How we cite our quotes: (Part.Chapter.Paragraph)
Quote #1
"Well, you try to root a few out. We need them. I swear to God the only people in this country with any guts seem to be Negroes. Mind you," he said, "I don't want to keep Negroes out of the hero business, but I'm damned if I want them to corner the market. You dig me up ten white, able-bodied Americans who aren't afraid to have a conviction, an idea, or an opinion in an unpopular field, and I'll have the major part of a standing army." (3.7.8)
Steinbeck's journalist friend claims that he thinks there are no real men left in America at that point, aside from African Americans. It's a weird moment; he apparently is trying to backpedal on appearing racist with his statement, but he also seems to think it's somehow important for white men in particular to reclaim their manliness.
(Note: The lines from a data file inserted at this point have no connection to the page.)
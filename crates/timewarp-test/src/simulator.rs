//! Dilation Simulator - drives the engine with a scripted clock
//!
//! Simulates:
//! - A host process querying one channel at jittered intervals
//! - Live speed changes following a schedule
//! - Independent channels queried side by side
//!
//! Every dilated reading is checked against the exact dilated time: the
//! anchor plus the sum of `speed * elapsed` over every interval so far.

use std::time::Duration;

use rand::rngs::StdRng;
use rand::{Rng, SeedableRng};
use timewarp_core::{speed_channel, Channel, ClockId, SpeedWriter, Timestamp};
use timewarp_time::DilationEngine;

use crate::ScriptedClock;

/// How far apart successive host queries are
#[derive(Clone, Debug)]
pub struct QueryPattern {
    /// Mean gap between queries
    pub mean_gap: Duration,
    /// Uniform jitter applied to each gap (never below 1us)
    pub jitter: Duration,
}

impl QueryPattern {
    pub fn new(mean_gap: Duration, jitter: Duration) -> Self {
        QueryPattern { mean_gap, jitter }
    }

    /// A game loop polling at 60Hz
    pub fn frame_loop() -> Self {
        Self::new(Duration::from_micros(16_667), Duration::from_micros(2_000))
    }

    /// Busy loop querying every few microseconds
    pub fn busy() -> Self {
        Self::new(Duration::from_micros(5), Duration::from_micros(4))
    }

    fn next_gap(&self, rng: &mut StdRng) -> i128 {
        let mean = self.mean_gap.as_nanos() as i128;
        let jitter = self.jitter.as_nanos() as i128;
        let delta = if jitter > 0 {
            rng.gen_range(-jitter..=jitter)
        } else {
            0
        };
        (mean + delta).max(1_000)
    }
}

/// Speed held for a stretch of real time
#[derive(Clone, Copy, Debug)]
pub struct SpeedStep {
    pub speed: f64,
    pub duration: Duration,
}

impl SpeedStep {
    pub fn new(speed: f64, duration: Duration) -> Self {
        SpeedStep { speed, duration }
    }
}

/// Simulation of one engine against a scripted clock
pub struct DilationSimulator {
    engine: DilationEngine,
    writer: SpeedWriter,
    clock: ScriptedClock,
    pattern: QueryPattern,
    rng: StdRng,
}

impl DilationSimulator {
    /// New simulator with every clock starting at `start`
    pub fn new(start: Timestamp, pattern: QueryPattern, seed: u64) -> Self {
        let (writer, reader) = speed_channel();
        DilationSimulator {
            engine: DilationEngine::new(reader),
            writer,
            clock: ScriptedClock::starting_at(
                start,
                &[ClockId::REALTIME, ClockId::MONOTONIC, ClockId::MONOTONIC_RAW],
            ),
            pattern,
            rng: StdRng::seed_from_u64(seed),
        }
    }

    pub fn engine(&self) -> &DilationEngine {
        &self.engine
    }

    pub fn clock(&self) -> &ScriptedClock {
        &self.clock
    }

    /// Run a speed schedule, querying `channel` throughout
    pub fn run(&mut self, channel: Channel, schedule: &[SpeedStep]) -> SimulationResult {
        let mut result = SimulationResult::default();

        let anchor = self.query(channel);
        let mut expected = 0.0;
        let mut last_real = self.real(channel);
        let mut last_out = anchor;
        result.record(0.0, expected, true);

        for step in schedule {
            self.writer.publish(step.speed);
            let mut remaining = step.duration.as_nanos() as i128;

            while remaining > 0 {
                let gap = self.pattern.next_gap(&mut self.rng).min(remaining);
                remaining -= gap;
                self.clock.advance_nanos(gap);

                let out = self.query(channel);
                let real = self.real(channel);
                expected += step.speed * real.elapsed_since(last_real);
                result.record(out.elapsed_since(anchor), expected, out > last_out);

                last_real = real;
                last_out = out;
            }
        }

        result
    }

    fn query(&self, channel: Channel) -> Timestamp {
        let out = match channel {
            Channel::WallClock => self.engine.wall_clock(&self.clock),
            Channel::Monotonic => self.engine.clock(&self.clock, ClockId::MONOTONIC),
            Channel::MonotonicRaw => self.engine.clock(&self.clock, ClockId::MONOTONIC_RAW),
        };
        // Scripted clocks only fail when told to
        out.unwrap_or_default()
    }

    fn real(&self, channel: Channel) -> Timestamp {
        self.engine.channel_state(channel).last_real
    }
}

/// Simulation result and statistics
///
/// Spans are measured from the anchoring query, so they stay precise at any
/// epoch.
#[derive(Debug, Default)]
pub struct SimulationResult {
    /// Dilated readings taken
    pub samples: u64,
    /// Largest distance from the exact dilated time (seconds)
    pub max_error: f64,
    /// Every reading was later than the previous one
    pub monotonic: bool,
    /// Dilated seconds between the anchor and the last reading
    pub dilated_span: f64,
    /// Exact dilated seconds between the anchor and the last reading
    pub expected_span: f64,
}

impl SimulationResult {
    fn record(&mut self, span: f64, expected: f64, increased: bool) {
        if self.samples == 0 {
            self.monotonic = true;
        }
        self.samples += 1;
        self.max_error = self.max_error.max((span - expected).abs());
        self.monotonic &= increased;
        self.dilated_span = span;
        self.expected_span = expected;
    }
}

/// Predefined speed schedules
pub mod scenarios {
    use super::*;

    /// Hold right shift for a second, then let go
    pub fn fast_burst() -> Vec<SpeedStep> {
        vec![
            SpeedStep::new(1.0, Duration::from_secs(1)),
            SpeedStep::new(3.0, Duration::from_secs(1)),
            SpeedStep::new(1.0, Duration::from_secs(1)),
        ]
    }

    /// Both controls held: slow motion at 1/4.5
    pub fn slow_motion() -> Vec<SpeedStep> {
        vec![SpeedStep::new(1.0 / 3.0 / 1.5, Duration::from_secs(9))]
    }

    /// Every single-key factor in turn
    pub fn key_sweep() -> Vec<SpeedStep> {
        [1.0, 3.0, 1.5, 1.0 / 3.0, 1.0 / 1.5, 4.5, 1.0]
            .into_iter()
            .map(|s| SpeedStep::new(s, Duration::from_millis(500)))
            .collect()
    }
}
Hmm...
Quote #2
The Texans, they say, didn't want to pay taxes and, second, Mexico had abolished slavery in 1829, and Texas, being part of Mexico, was required to free its slaves. Of course there were other causes of revolt, but these two are spectacular to a European, and rarely mentioned here. (4.1.8)
Steinbeck is musing on the origins of Texas and its desires to break free of Mexico back in the day. As you can see, slavery played a role in that whole rigmarole, although apparently Americans and Texans are less ready to talk about it than Europeans.
Quote #3
I knew, as everyone knows, the true but incomplete statement of the problem—that an original sin of the fathers was being visited on the children of succeeding generations. I have many Southern friends, both Negro and white, many of them of superb minds and characters, and often, when not the problem but the mere suggestion of the Negro-white subject has come up, I have seen and felt them go into a room of experience into which I cannot enter. (4.2.5)
Steinbeck knows he's viewing a lot of the racial tensions going on in the U.S. as an outsider, since the real hotbed of these problems has been the South and he's definitely not a southerner. Here, he's reflecting on how his friends on both sides of the racial "divide" understand the problem and experience it in a way that he can't.